When I set up the Optix for use in a controlled-lighting environment, its picture resembled that of many other high-quality single-chip DLP projectors. Whether the material originated as film or video, the projector's Pixelworks video-processing chip set delivered a detailed, artifact-free picture. The toughest materials from my test DVDs and Blu-ray Discs couldn't trip it up. Even standard-definition DVDs looked super-sharp - watching Entourage: The Complete Fifth Season, I could see the details of the weave in many of the characters' outfits. Color reproduction was superb, whether the scene was the muted décor of a highend Hollywood restaurant or a party full of garishly dressed SoCal babes.
Technically, the Optix's black level is only as deep as that of some midprice LCD projectors I've recently reviewed, which is to say that black parts of the picture look more like dark gray. With certain material, such as deep-space scenes in the high-def Star Trek episodes streamed through Netflix, I did notice the elevated black level. But generally, it didn't distract me the way it does with many LCD projectors. My guess is that the narrow iris setting necessary to get even a single 300- watt lamp down to a usefully moderate output gives the Optix picture an added dynamism missing from a less muscular projector.
I had only matte white screens on hand for use with the Optix, but I wish I had had the chance to try it with a gray screen. That particular configuration would have darkened the blacks substantially, and the projector's high output would have also assured brilliant whites.

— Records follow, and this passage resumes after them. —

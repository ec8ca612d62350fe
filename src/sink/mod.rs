//! 输出模块
//!
//! 一次流水线运行共享一个输出端，所有写入者都必须经过同一个串行化点。

use crate::error::Result;
use crate::record::Record;

pub mod csv;
pub mod stats;

pub use self::csv::CsvSink;
pub use stats::SinkStats;

/// 记录输出端的统一接口
pub trait RecordSink: Send {
    /// 输出端名称
    fn name(&self) -> &str;

    /// 追加单条记录
    fn write_record(&mut self, record: &Record) -> Result<()>;

    /// 批量追加记录
    fn write_batch(&mut self, records: &[Record]) -> Result<()> {
        for record in records {
            self.write_record(record)?;
        }
        Ok(())
    }

    /// 丢弃已有输出，用 `records` 整体重写
    fn rewrite_all(&mut self, records: &[Record]) -> Result<()>;

    /// 完成输出，刷新缓冲
    fn finalize(&mut self) -> Result<()> {
        Ok(())
    }

    /// 获取统计信息
    fn get_stats(&self) -> SinkStats {
        SinkStats::default()
    }
}

impl<S: RecordSink + ?Sized> RecordSink for Box<S> {
    fn name(&self) -> &str {
        (**self).name()
    }

    fn write_record(&mut self, record: &Record) -> Result<()> {
        (**self).write_record(record)
    }

    fn write_batch(&mut self, records: &[Record]) -> Result<()> {
        (**self).write_batch(records)
    }

    fn rewrite_all(&mut self, records: &[Record]) -> Result<()> {
        (**self).rewrite_all(records)
    }

    fn finalize(&mut self) -> Result<()> {
        (**self).finalize()
    }

    fn get_stats(&self) -> SinkStats {
        (**self).get_stats()
    }
}
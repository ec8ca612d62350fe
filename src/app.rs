//! 单次运行驱动
//!
//! 创建输出端、按配置选择流水线、执行一次并上报执行耗时。

use crate::cancel::CancelToken;
use crate::config::{MetricsConfig, PipelineConfig};
use crate::error::Result;
use crate::metrics::{
    EXECUTION_TIME_NAME, MetricsSink, PrometheusMetrics,
};
use crate::pipeline::{
    FanOutPipeline, Pipeline, PipelineKind, PipelineOptions, RunReport,
    SequentialPipeline, StreamingPipeline,
};
use crate::sink::CsvSink;
use std::time::Instant;

/// 按配置执行一次流水线
///
/// 输出文件在流水线启动前创建（已存在则截断），因此空输入目录也会得到空文件。
/// 无论运行成功与否，执行耗时（秒）都会上报给 `metrics`。
pub fn run_once(
    config: &PipelineConfig,
    cancel: &CancelToken,
    metrics: &dyn MetricsSink,
) -> Result<RunReport> {
    let start = Instant::now();

    #[cfg(feature = "logging")]
    tracing::info!(
        "开始运行 {} 流水线: {} -> {}",
        config.mode,
        config.input_dir.display(),
        config.output_path.display()
    );

    let result = dispatch(config, cancel);

    let elapsed = start.elapsed().as_secs_f64();
    metrics.record_gauge(EXECUTION_TIME_NAME, elapsed);

    #[cfg(feature = "logging")]
    match &result {
        Ok(report) => tracing::info!("运行完成，耗时 {:.3}s: {}", elapsed, report),
        Err(e) => tracing::error!("运行失败，耗时 {:.3}s: {}", elapsed, e),
    }

    result
}

fn dispatch(config: &PipelineConfig, cancel: &CancelToken) -> Result<RunReport> {
    let sink = CsvSink::create(&config.output_path)?;
    let options = PipelineOptions::from_config(config).with_cancel(cancel.clone());
    let root = &config.input_dir;

    match config.mode {
        PipelineKind::Sequential => {
            SequentialPipeline::new(sink, options).run(root)
        }
        PipelineKind::FanOut => FanOutPipeline::new(sink, options).run(root),
        PipelineKind::Streaming => {
            StreamingPipeline::new(sink, options).run(root)
        }
    }
}

/// 根据指标配置构造指标接收方
///
/// 未启用时返回 `None`，调用方可改用 [`crate::metrics::NoopMetrics`]。
pub fn build_metrics(config: &MetricsConfig) -> Result<Option<PrometheusMetrics>> {
    if !config.enabled {
        return Ok(None);
    }
    PrometheusMetrics::new(&config.namespace).map(Some)
}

When I switched the Optix to duallamp mode and opened the iris, the image brightness more than quadrupled. Even after I turned on all the lights in my home theater, the image still looked overly bright, like a typical LCD flat-panel TV at its factory settings. I opened a couple of curtains to let some afternoon sun stream in, and the picture was still quite watchable. Only after I opened all the curtains did the ambient lighting start to overwhelm the image. Of course, with so much light bouncing around the room, contrast suffered considerably - here again, a gray screen would have helped.
The Avielo Optix is in a completely different class from any projector I have tested. Its fundamental picture quality puts it in the upper echelon of single-chip DLP projectors, but its dual high-output lamps make it something truly special: a video projector that can provide a very watchable image in a brightly lit room. With the right screen and expert room/system design, the Optix opens new possibilities for media rooms and home theaters.